Korea Hydro & Nuclear Power has started up its new Shin Kori 4 reactor and plans to connect it to the electricity grid at the end of this month. It will provide 1380 MWe alongside its twin, unit 3, which was connected to the grid in January 2016.  KHNP expects unit 4 to reach full commercial operation in September. Construction of two further APR1400 reactors there - units 5 and 6 - began in April 2017 and September 2018 respectively, and two others are under construction at Ulchin: Shin Hanul 1&2.  Four of these APR1400 reactors are nearly ready to operate at Barakah in the UAE, and other export initiatives are ongoing.
WNN 18/4/19. S.Korea

US states lead clean energy push for electricity

In the absence of federal initiatives, US states are pushing ahead with ambitious targets for clean energy, particularly for electricity generation. At present almost 20% of US electricity is from nuclear power, 7% from hydro and about 10% from other renewables. As the limitations of wind and solar become more evident, nuclear power comes into the discussion more strongly, along with carbon capture and storage (CCS) on fossil fuel plants, though this has yet to be demonstrated on any scale for power plants. The Energy Information Administration expects 31% of US electricity to be generated from renewables in 2050, which leaves a lot of room for other clean sources.

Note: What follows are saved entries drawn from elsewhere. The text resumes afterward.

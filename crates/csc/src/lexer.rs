use std::fmt;
use std::ops::Range;

use logos::Logos;

use statescript::float_text;

use crate::error::{CompileError, LexErrorKind};

#[derive(Logos, Debug, Clone, PartialEq)]
#[logos(error = LexErrorKind)]
#[logos(skip r"[ \t\r\n\f]+")]
pub enum TokenKind {
    // Keywords
    #[token("int")]
    Int,
    #[token("float")]
    Float,
    #[token("function")]
    Function,
    #[token("goto")]
    Goto,
    #[token("label")]
    Label,
    #[token("do")]
    Do,
    #[token("in")]
    In,
    #[token("if")]
    If,
    #[token("else")]
    Else,
    #[token("while")]
    While,
    #[token("return")]
    Return,
    #[token("wait")]
    Wait,
    #[token("waitfor")]
    WaitFor,
    #[token("kill")]
    Kill,
    #[token("thread")]
    Thread,
    #[token("set")]
    Set,
    #[token("push")]
    Push,
    #[token("pop")]
    Pop,
    #[token("peek")]
    Peek,
    #[token("spawnbot")]
    SpawnBot,
    #[token("moveto")]
    MoveTo,
    #[token("animate")]
    Animate,
    #[token("delete")]
    Delete,
    #[token("raw")]
    Raw,
    #[token("class")]
    Class,
    #[token("struct")]
    Struct,
    #[token("method")]
    Method,
    #[token("this")]
    This,
    #[token("new")]
    New,
    #[token("for")]
    For,
    #[token("switch")]
    Switch,
    #[token("case")]
    Case,
    #[token("break")]
    Break,
    #[token("default")]
    Default,
    #[token("const")]
    Const,
    #[token("enum")]
    Enum,
    #[token("auto")]
    Auto,

    // Literals
    #[regex(r"[0-9]+", |lex| lex.slice().parse::<i64>().map_err(|_| LexErrorKind::InvalidNumber))]
    IntLit(i64),
    #[regex(r"[0-9]+\.[0-9]*", |lex| lex.slice().parse::<f64>().map_err(|_| LexErrorKind::InvalidNumber))]
    FloatLit(f64),
    #[token("\"", |lex| string_body(lex, '"'))]
    #[token("'", |lex| string_body(lex, '\''))]
    StringLit(String),

    #[regex(r"[a-zA-Z_][a-zA-Z0-9_]*", |lex| lex.slice().to_string())]
    Ident(String),

    #[regex(r"//[^\n]*", |lex| lex.slice()[2..].trim().to_string())]
    #[token("/*", block_comment)]
    Comment(String),

    // Operators
    #[token("+")]
    Plus,
    #[token("-")]
    Minus,
    #[token("*")]
    Star,
    #[token("/")]
    Slash,
    #[token("==")]
    EqEq,
    #[token("!=")]
    BangEq,
    #[token("<")]
    Lt,
    #[token("<=")]
    LtEq,
    #[token(">")]
    Gt,
    #[token(">=")]
    GtEq,
    #[token("&&")]
    AndAnd,
    #[token("||")]
    OrOr,
    #[token("!")]
    Bang,
    #[token("=")]
    Eq,
    #[token("++")]
    PlusPlus,
    #[token("--")]
    MinusMinus,

    // Delimiters
    #[token("(")]
    LParen,
    #[token(")")]
    RParen,
    #[token("{")]
    LBrace,
    #[token("}")]
    RBrace,
    #[token("[")]
    LBracket,
    #[token("]")]
    RBracket,

    // Punctuation
    #[token(",")]
    Comma,
    #[token(":")]
    Colon,
    #[token(";")]
    Semi,
    #[token(".")]
    Dot,
    #[token("?")]
    Question,

    /// Appended once by [`lex`]; never matched.
    Eof,
}

/// Scans a string literal after its opening quote.
fn string_body(lex: &mut logos::Lexer<TokenKind>, quote: char) -> Result<String, LexErrorKind> {
    let mut out = String::new();
    let mut chars = lex.remainder().char_indices();
    while let Some((i, c)) = chars.next() {
        if c == quote {
            lex.bump(i + c.len_utf8());
            return Ok(out);
        }
        if c != '\\' {
            out.push(c);
            continue;
        }
        match chars.next() {
            Some((_, 'n')) => out.push('\n'),
            Some((_, 't')) => out.push('\t'),
            Some((_, other)) => out.push(other),
            None => break,
        }
    }
    lex.bump(lex.remainder().len());
    Err(LexErrorKind::UnterminatedString)
}

fn block_comment(lex: &mut logos::Lexer<TokenKind>) -> Result<String, LexErrorKind> {
    match lex.remainder().find("*/") {
        Some(end) => {
            let text = lex.remainder()[..end].trim().to_string();
            lex.bump(end + 2);
            Ok(text)
        }
        None => {
            lex.bump(lex.remainder().len());
            Err(LexErrorKind::UnterminatedComment)
        }
    }
}

fn escape(s: &str, f: &mut fmt::Formatter<'_>) -> fmt::Result {
    for c in s.chars() {
        match c {
            '\n' => f.write_str("\\n")?,
            '\t' => f.write_str("\\t")?,
            '\\' => f.write_str("\\\\")?,
            '"' => f.write_str("\\\"")?,
            c => write!(f, "{c}")?,
        }
    }
    Ok(())
}

/// Canonical source text. Relexing the rendering of a token stream yields
/// the same kinds.
impl fmt::Display for TokenKind {
    fn fmt(&self, f: &mut fmt::Formatter<'_>) -> fmt::Result {
        let text = match self {
            TokenKind::Int => "int",
            TokenKind::Float => "float",
            TokenKind::Function => "function",
            TokenKind::Goto => "goto",
            TokenKind::Label => "label",
            TokenKind::Do => "do",
            TokenKind::In => "in",
            TokenKind::If => "if",
            TokenKind::Else => "else",
            TokenKind::While => "while",
            TokenKind::Return => "return",
            TokenKind::Wait => "wait",
            TokenKind::WaitFor => "waitfor",
            TokenKind::Kill => "kill",
            TokenKind::Thread => "thread",
            TokenKind::Set => "set",
            TokenKind::Push => "push",
            TokenKind::Pop => "pop",
            TokenKind::Peek => "peek",
            TokenKind::SpawnBot => "spawnbot",
            TokenKind::MoveTo => "moveto",
            TokenKind::Animate => "animate",
            TokenKind::Delete => "delete",
            TokenKind::Raw => "raw",
            TokenKind::Class => "class",
            TokenKind::Struct => "struct",
            TokenKind::Method => "method",
            TokenKind::This => "this",
            TokenKind::New => "new",
            TokenKind::For => "for",
            TokenKind::Switch => "switch",
            TokenKind::Case => "case",
            TokenKind::Break => "break",
            TokenKind::Default => "default",
            TokenKind::Const => "const",
            TokenKind::Enum => "enum",
            TokenKind::Auto => "auto",
            TokenKind::IntLit(n) => return write!(f, "{n}"),
            TokenKind::FloatLit(n) => return f.write_str(&float_text(*n)),
            TokenKind::StringLit(s) => {
                f.write_str("\"")?;
                escape(s, f)?;
                return f.write_str("\"");
            }
            TokenKind::Ident(s) => s,
            TokenKind::Comment(s) => return write!(f, "/* {s} */"),
            TokenKind::Plus => "+",
            TokenKind::Minus => "-",
            TokenKind::Star => "*",
            TokenKind::Slash => "/",
            TokenKind::EqEq => "==",
            TokenKind::BangEq => "!=",
            TokenKind::Lt => "<",
            TokenKind::LtEq => "<=",
            TokenKind::Gt => ">",
            TokenKind::GtEq => ">=",
            TokenKind::AndAnd => "&&",
            TokenKind::OrOr => "||",
            TokenKind::Bang => "!",
            TokenKind::Eq => "=",
            TokenKind::PlusPlus => "++",
            TokenKind::MinusMinus => "--",
            TokenKind::LParen => "(",
            TokenKind::RParen => ")",
            TokenKind::LBrace => "{",
            TokenKind::RBrace => "}",
            TokenKind::LBracket => "[",
            TokenKind::RBracket => "]",
            TokenKind::Comma => ",",
            TokenKind::Colon => ":",
            TokenKind::Semi => ";",
            TokenKind::Dot => ".",
            TokenKind::Question => "?",
            TokenKind::Eof => "",
        };
        f.write_str(text)
    }
}

impl TokenKind {
    /// How the token reads in a diagnostic.
    pub fn describe(&self) -> String {
        match self {
            TokenKind::Ident(name) => format!("identifier `{name}`"),
            TokenKind::IntLit(_) | TokenKind::FloatLit(_) => format!("number `{self}`"),
            TokenKind::StringLit(_) => format!("string {self}"),
            TokenKind::Comment(_) => "comment".to_string(),
            TokenKind::Eof => "end of input".to_string(),
            other => format!("`{other}`"),
        }
    }
}

#[derive(Debug, Clone, PartialEq)]
pub struct Token {
    pub kind: TokenKind,
    pub line: usize,
    pub col: usize,
    pub span: Range<usize>,
}

/// Byte offsets of line starts, for offset -> (line, col) lookups.
struct LineIndex<'a> {
    source: &'a str,
    starts: Vec<usize>,
}

impl<'a> LineIndex<'a> {
    fn new(source: &'a str) -> Self {
        let mut starts = vec![0];
        starts.extend(source.match_indices('\n').map(|(i, _)| i + 1));
        LineIndex { source, starts }
    }

    fn position(&self, offset: usize) -> (usize, usize) {
        let line = match self.starts.binary_search(&offset) {
            Ok(i) => i,
            Err(i) => i - 1,
        };
        let col = self.source[self.starts[line]..offset].chars().count() + 1;
        (line + 1, col)
    }
}

pub fn lex(source: &str) -> Result<Vec<Token>, CompileError> {
    let index = LineIndex::new(source);
    let mut tokens = Vec::new();
    let mut lexer = TokenKind::lexer(source);

    while let Some(result) = lexer.next() {
        let span = lexer.span();
        let (line, col) = index.position(span.start);
        match result {
            Ok(kind) => tokens.push(Token {
                kind,
                line,
                col,
                span,
            }),
            Err(kind) => {
                let kind = match kind {
                    LexErrorKind::UnexpectedCharacter(_) => LexErrorKind::UnexpectedCharacter(
                        lexer.slice().chars().next().unwrap_or('\0'),
                    ),
                    other => other,
                };
                return Err(CompileError::Lex { kind, line, col });
            }
        }
    }

    let (line, col) = index.position(source.len());
    tokens.push(Token {
        kind: TokenKind::Eof,
        line,
        col,
        span: source.len()..source.len(),
    });
    Ok(tokens)
}
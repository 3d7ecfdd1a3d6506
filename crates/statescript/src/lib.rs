pub mod expr;
pub mod instr;
pub mod script;
pub mod value;

pub use expr::{BinOp, Expr, UnaryOp};
pub use instr::{Guard, Instr, Operand};
pub use script::{Line, Script, ScriptError};
pub use value::{float_text, Value};
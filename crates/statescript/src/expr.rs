use serde::{Deserialize, Serialize};
use std::fmt;

use crate::value::Value;

/// An embedded expression, evaluated by the engine at run time.
///
/// `Display` renders the expression body without the surrounding braces;
/// [`crate::Operand`] and [`crate::Guard`] decide whether braces are needed
/// at the emission site. Composite operands of a composite expression are
/// parenthesized so the flat text keeps the tree's grouping.
#[derive(Debug, Clone, PartialEq, Serialize, Deserialize)]
pub enum Expr {
    Value(Value),
    Name(String),
    Binary {
        op: BinOp,
        left: Box<Expr>,
        right: Box<Expr>,
    },
    Unary {
        op: UnaryOp,
        expr: Box<Expr>,
    },
    Cond {
        condition: Box<Expr>,
        then_value: Box<Expr>,
        else_value: Box<Expr>,
    },
}

#[derive(Debug, Clone, Copy, PartialEq, Eq, Serialize, Deserialize)]
pub enum BinOp {
    Add,
    Sub,
    Mul,
    Div,
    Eq,
    Neq,
    Lt,
    Lte,
    Gt,
    Gte,
    And,
    Or,
}

#[derive(Debug, Clone, Copy, PartialEq, Eq, Serialize, Deserialize)]
pub enum UnaryOp {
    Neg,
    Not,
}

impl BinOp {
    pub fn symbol(self) -> &'static str {
        match self {
            BinOp::Add => "+",
            BinOp::Sub => "-",
            BinOp::Mul => "*",
            BinOp::Div => "/",
            BinOp::Eq => "==",
            BinOp::Neq => "!=",
            BinOp::Lt => "<",
            BinOp::Lte => "<=",
            BinOp::Gt => ">",
            BinOp::Gte => ">=",
            BinOp::And => "&&",
            BinOp::Or => "||",
        }
    }
}

impl UnaryOp {
    pub fn symbol(self) -> &'static str {
        match self {
            UnaryOp::Neg => "-",
            UnaryOp::Not => "!",
        }
    }
}

impl Expr {
    pub fn name(name: impl Into<String>) -> Expr {
        Expr::Name(name.into())
    }

    pub fn binary(op: BinOp, left: Expr, right: Expr) -> Expr {
        Expr::Binary {
            op,
            left: Box::new(left),
            right: Box::new(right),
        }
    }

    /// Logical negation. Double negation is not folded.
    pub fn not(expr: Expr) -> Expr {
        Expr::Unary {
            op: UnaryOp::Not,
            expr: Box::new(expr),
        }
    }

    /// Whether the expression is a single value or name.
    pub fn is_atom(&self) -> bool {
        matches!(self, Expr::Value(_) | Expr::Name(_))
    }
}

/// Writes `expr`, parenthesized unless it is an atom.
struct Grouped<'a>(&'a Expr);

impl fmt::Display for Grouped<'_> {
    fn fmt(&self, f: &mut fmt::Formatter<'_>) -> fmt::Result {
        if self.0.is_atom() {
            write!(f, "{}", self.0)
        } else {
            write!(f, "({})", self.0)
        }
    }
}

impl fmt::Display for Expr {
    fn fmt(&self, f: &mut fmt::Formatter<'_>) -> fmt::Result {
        match self {
            Expr::Value(v) => write!(f, "{v}"),
            Expr::Name(n) => write!(f, "{n}"),
            Expr::Binary { op, left, right } => {
                write!(f, "{} {} {}", Grouped(left), op.symbol(), Grouped(right))
            }
            Expr::Unary { op, expr } => write!(f, "{}{}", op.symbol(), Grouped(expr)),
            Expr::Cond {
                condition,
                then_value,
                else_value,
            } => write!(
                f,
                "{} ? {} : {}",
                Grouped(condition),
                Grouped(then_value),
                Grouped(else_value)
            ),
        }
    }
}
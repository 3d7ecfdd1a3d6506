use std::collections::HashMap;
use std::fmt;

use serde::{Deserialize, Serialize};
use thiserror::Error;

use crate::instr::Instr;

#[derive(Debug, Error)]
pub enum ScriptError {
    #[error("duplicate label: {0}")]
    DuplicateLabel(String),
    #[error("serialization error: {0}")]
    Serialization(String),
}

/// One line of script text.
#[derive(Debug, Clone, PartialEq, Serialize, Deserialize)]
pub enum Line {
    /// `:name`
    Label(String),
    Instr(Instr),
    /// Text copied through untouched.
    Raw(String),
    Blank,
}

impl fmt::Display for Line {
    fn fmt(&self, f: &mut fmt::Formatter<'_>) -> fmt::Result {
        match self {
            Line::Label(name) => write!(f, ":{name}"),
            Line::Instr(instr) => write!(f, "{instr}"),
            Line::Raw(text) => write!(f, "{text}"),
            Line::Blank => Ok(()),
        }
    }
}

/// A complete generated script.
#[derive(Debug, Clone, Default, PartialEq, Serialize, Deserialize)]
pub struct Script {
    pub lines: Vec<Line>,
}

impl Script {
    pub fn new() -> Self {
        Script::default()
    }

    pub fn push(&mut self, instr: Instr) {
        self.lines.push(Line::Instr(instr));
    }

    pub fn label(&mut self, name: impl Into<String>) {
        self.lines.push(Line::Label(name.into()));
    }

    pub fn blank(&mut self) {
        self.lines.push(Line::Blank);
    }

    pub fn raw(&mut self, text: impl Into<String>) {
        self.lines.push(Line::Raw(text.into()));
    }

    pub fn instrs(&self) -> impl Iterator<Item = &Instr> {
        self.lines.iter().filter_map(|line| match line {
            Line::Instr(i) => Some(i),
            _ => None,
        })
    }

    pub fn labels(&self) -> impl Iterator<Item = &str> {
        self.lines.iter().filter_map(|line| match line {
            Line::Label(name) => Some(name.as_str()),
            _ => None,
        })
    }

    /// Map every label to the index of its line. Fails on the first label
    /// defined twice.
    pub fn label_index(&self) -> Result<HashMap<&str, usize>, ScriptError> {
        let mut index = HashMap::new();
        for (i, line) in self.lines.iter().enumerate() {
            if let Line::Label(name) = line {
                if index.insert(name.as_str(), i).is_some() {
                    return Err(ScriptError::DuplicateLabel(name.clone()));
                }
            }
        }
        Ok(index)
    }

    /// Serialize to JSON.
    pub fn to_json(&self) -> Result<String, ScriptError> {
        serde_json::to_string_pretty(self).map_err(|e| ScriptError::Serialization(e.to_string()))
    }

    /// Deserialize from JSON.
    pub fn from_json(json: &str) -> Result<Self, ScriptError> {
        serde_json::from_str(json).map_err(|e| ScriptError::Serialization(e.to_string()))
    }
}

impl fmt::Display for Script {
    fn fmt(&self, f: &mut fmt::Formatter<'_>) -> fmt::Result {
        for (i, line) in self.lines.iter().enumerate() {
            if i > 0 {
                writeln!(f)?;
            }
            write!(f, "{line}")?;
        }
        Ok(())
    }
}
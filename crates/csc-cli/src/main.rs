use std::fs;
use std::path::PathBuf;
use std::process;

use clap::{ArgAction, Parser, Subcommand};
use tracing::{info, Level};

use clearscript_compiler::{compile_with, parse_source, typeck, CompileError, CompileOptions};
use statescript::Line;
use statescript_vm::Vm;

#[derive(Parser)]
#[command(
    name = "clearscript",
    about = "ClearScript compiler: C-like source to StateScript"
)]
struct Cli {
    /// Log to stderr; repeat for more detail.
    #[arg(short, long, action = ArgAction::Count, global = true)]
    verbose: u8,

    #[command(subcommand)]
    command: Command,
}

#[derive(Subcommand)]
enum Command {
    /// Compile a ClearScript source file to StateScript.
    Compile {
        /// Source file path
        file: PathBuf,
        /// Output file path. Defaults to the input with a .ss extension.
        #[arg(short, long)]
        output: Option<PathBuf>,
        /// Print the script instead of writing a file.
        #[arg(long, conflicts_with = "output")]
        stdout: bool,
        /// Skip the type checker.
        #[arg(long)]
        no_typecheck: bool,
    },
    /// Parse and type check without generating code.
    Check {
        /// Source file path
        file: PathBuf,
    },
    /// Dump the AST of a source file as JSON.
    Ast {
        /// Source file path
        file: PathBuf,
    },
    /// Compile, then run the script in the reference simulator.
    Trace {
        /// Source file path
        file: PathBuf,
        /// Maximum execution steps.
        #[arg(long, default_value = "100000")]
        max_steps: u64,
    },
    /// Print the compiler version.
    Version,
}

fn main() {
    let cli = Cli::parse();

    let level = match cli.verbose {
        0 => Level::WARN,
        1 => Level::INFO,
        2 => Level::DEBUG,
        _ => Level::TRACE,
    };
    tracing_subscriber::fmt()
        .with_writer(std::io::stderr)
        .with_target(false)
        .with_max_level(level)
        .init();

    if let Err(e) = run(cli.command) {
        eprintln!("error: {e}");
        process::exit(1);
    }
}

fn run(command: Command) -> Result<(), Box<dyn std::error::Error>> {
    match command {
        Command::Compile {
            file,
            output,
            stdout,
            no_typecheck,
        } => {
            let source = fs::read_to_string(&file)?;
            let options = CompileOptions {
                typecheck: !no_typecheck,
            };
            let script = compile_with(&source, &options)?;
            if stdout {
                println!("{script}");
                return Ok(());
            }
            let out_path = output.unwrap_or_else(|| file.with_extension("ss"));
            fs::write(&out_path, script.to_string())?;
            info!(lines = script.lines.len(), "script written");
            println!("compiled {} -> {}", file.display(), out_path.display());
        }
        Command::Check { file } => {
            let source = fs::read_to_string(&file)?;
            let program = parse_source(&source)?;
            match typeck::check(&program) {
                Ok(()) => println!("{}: ok", file.display()),
                Err(CompileError::Type(errors)) => {
                    for error in &errors.0 {
                        eprintln!("{}: {error}", file.display());
                    }
                    return Err(format!("{} type error(s)", errors.0.len()).into());
                }
                Err(e) => return Err(e.into()),
            }
        }
        Command::Ast { file } => {
            let source = fs::read_to_string(&file)?;
            let program = parse_source(&source)?;
            let json = serde_json::to_string_pretty(&program)?;
            println!("{json}");
        }
        Command::Trace { file, max_steps } => {
            let source = fs::read_to_string(&file)?;
            let script = compile_with(&source, &CompileOptions::default())?;
            let mut vm = Vm::new(script)?;
            vm.set_max_steps(max_steps);
            vm.trace_enabled = true;

            let exit = vm.run()?;
            println!("exit: {exit:?} after {} steps", vm.step_count());

            println!("\n--- State ---");
            for (name, value) in vm.state() {
                println!("  {name} = {value}");
            }
            if !vm.events.is_empty() {
                println!("\n--- Events ---");
                for event in &vm.events {
                    println!("  {:04}: {event}", event.line);
                }
            }
            println!("\n--- Trace ({} lines) ---", vm.trace.len());
            for &ip in &vm.trace {
                if let Some(line @ (Line::Instr(_) | Line::Raw(_))) = vm.script().lines.get(ip) {
                    println!("  {ip:04}: {line}");
                }
            }
        }
        Command::Version => {
            println!("clearscript v{}", env!("CARGO_PKG_VERSION"));
        }
    }
    Ok(())
}
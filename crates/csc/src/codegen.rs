use std::collections::HashMap;

use statescript as ss;
use statescript::{Guard, Instr, Operand, Script, ScriptError, Value};
use tracing::{debug, warn};

use crate::ast::*;
use crate::error::CompileError;

/// Lowers a program to a StateScript script.
///
/// Each call owns its label counter and buffers, so independent programs can
/// be generated concurrently with separate calls.
pub fn emit(program: &Program) -> Result<Script, CompileError> {
    let mut emitter = Emitter::default();
    emitter.emit_program(program)
}

#[derive(Default)]
struct Emitter {
    /// Lines of the function or main body being generated.
    out: Script,
    /// Load-time bindings from top-level declarations.
    inits: Vec<Instr>,
    label_counter: usize,
    /// Declared function name -> parameter count. The label is the name.
    functions: HashMap<String, usize>,
    /// `label:` statements seen so far.
    user_labels: HashMap<String, Pos>,
    /// How many call-framed bodies (if/else branches, switch cases)
    /// enclose the current statement.
    branch_depth: usize,
}

fn codegen_error(pos: Pos, msg: String) -> CompileError {
    CompileError::Codegen {
        line: pos.line,
        col: pos.col,
        msg,
    }
}

/// A string operand is written as `[text]` on one line, so it cannot hold
/// a line break or a closing bracket.
fn check_string(pos: Pos, s: &str) -> Result<(), CompileError> {
    if s.contains(['\n', '\r', ']']) {
        return Err(codegen_error(
            pos,
            format!("string {s:?} contains a line break or `]` and cannot be emitted"),
        ));
    }
    Ok(())
}

/// Folds literals (and negated numeric literals) to a value.
fn constant(expr: &Expr) -> Option<Value> {
    match &expr.kind {
        ExprKind::Int(n) => Some(Value::Int(*n)),
        ExprKind::Float(n) => Some(Value::Float(*n)),
        ExprKind::Str(s) => Some(Value::Str(s.clone())),
        ExprKind::Unary {
            op: UnaryOp::Neg,
            expr,
        } => match constant(expr)? {
            Value::Int(n) => Some(Value::Int(n.checked_neg()?)),
            Value::Float(n) => Some(Value::Float(-n)),
            Value::Str(_) => None,
        },
        _ => None,
    }
}

fn lower_binop(op: BinOp) -> ss::BinOp {
    match op {
        BinOp::Add => ss::BinOp::Add,
        BinOp::Sub => ss::BinOp::Sub,
        BinOp::Mul => ss::BinOp::Mul,
        BinOp::Div => ss::BinOp::Div,
        BinOp::Eq => ss::BinOp::Eq,
        BinOp::Neq => ss::BinOp::Neq,
        BinOp::Lt => ss::BinOp::Lt,
        BinOp::Lte => ss::BinOp::Lte,
        BinOp::Gt => ss::BinOp::Gt,
        BinOp::Gte => ss::BinOp::Gte,
        BinOp::And => ss::BinOp::And,
        BinOp::Or => ss::BinOp::Or,
    }
}
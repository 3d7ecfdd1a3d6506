use crate::ast::*;
use crate::error::CompileError;
use crate::lexer::{Token, TokenKind};

/// Parses a token stream produced by [`crate::lexer::lex`] from `source`.
///
/// `source` is only consulted for `raw` blocks, which are copied verbatim.
pub fn parse(source: &str, tokens: Vec<Token>) -> Result<Program, CompileError> {
    let mut parser = Parser::new(source, tokens);
    parser.parse_program()
}

struct Parser<'src> {
    source: &'src str,
    tokens: Vec<Token>,
    pos: usize,
}
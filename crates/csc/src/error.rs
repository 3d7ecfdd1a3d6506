use std::fmt;

use thiserror::Error;

#[derive(Debug, Error)]
pub enum CompileError {
    #[error("lexer error at line {line}, col {col}: {kind}")]
    Lex {
        kind: LexErrorKind,
        line: usize,
        col: usize,
    },

    #[error("parse error at line {line}, col {col}: {msg}")]
    Parse { line: usize, col: usize, msg: String },

    #[error("type error: {0}")]
    Type(TypeErrors),

    #[error("codegen error at line {line}, col {col}: {msg}")]
    Codegen { line: usize, col: usize, msg: String },
}

/// What went wrong while scanning.
#[derive(Debug, Clone, PartialEq, Eq, Error)]
pub enum LexErrorKind {
    #[error("unexpected character {0:?}")]
    UnexpectedCharacter(char),
    #[error("unterminated string")]
    UnterminatedString,
    #[error("unterminated block comment")]
    UnterminatedComment,
    #[error("invalid number literal")]
    InvalidNumber,
}

// The lexer generator reports unmatched input through `Default`; `lex`
// replaces the placeholder with the offending character.
impl Default for LexErrorKind {
    fn default() -> Self {
        LexErrorKind::UnexpectedCharacter('\0')
    }
}

#[derive(Debug, Clone, PartialEq, Eq)]
pub enum TypeErrorKind {
    UndefinedIdentifier,
    IncompatibleType,
    NonNumericOperand,
    NonIntegerIndex,
    UnsupportedOperands,
    NotIndexable,
}

#[derive(Debug, Clone, PartialEq, Eq, Error)]
#[error("line {line}: {msg}")]
pub struct TypeError {
    pub kind: TypeErrorKind,
    pub line: usize,
    pub msg: String,
}

/// Every error the type checker found, in discovery order. Never empty.
#[derive(Debug, Clone, PartialEq, Eq)]
pub struct TypeErrors(pub Vec<TypeError>);

impl fmt::Display for TypeErrors {
    fn fmt(&self, f: &mut fmt::Formatter<'_>) -> fmt::Result {
        let mut errors = self.0.iter();
        if let Some(first) = errors.next() {
            write!(f, "{first}")?;
        }
        let rest = errors.count();
        if rest > 0 {
            write!(f, " (and {rest} more)")?;
        }
        Ok(())
    }
}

In March the governors of Connecticut, Maine, Massachusetts, New Hampshire, Rhode Island and Vermont affirmed their commitment “to work together, in coordination with [regional grid operator] ISO New England and through the New England States Committee on Electricity, to evaluate market-based mechanisms that value the contribution that existing nuclear generation resources make to regional energy security and winter reliability.”

Meanwhile New York state, Illinois and New Jersey all have some form of zero emission credits (ZECs) legislated for nuclear power, to preserve reliability and clean energy benefits not recognized in the electricity markets. This week New Jersey approved awarding of ZECs of about $11/MWh for two nuclear plants, total 3.7 GWe. Connecticut has a corresponding arrangement. Ohio and Pennsylvania have similar legislation in process. The levels of state support per MWh are significantly less than the federal production tax credit of $23/MWh for wind, amounting to some $4.8 billion last year, though this provision will start to phase out from 2021.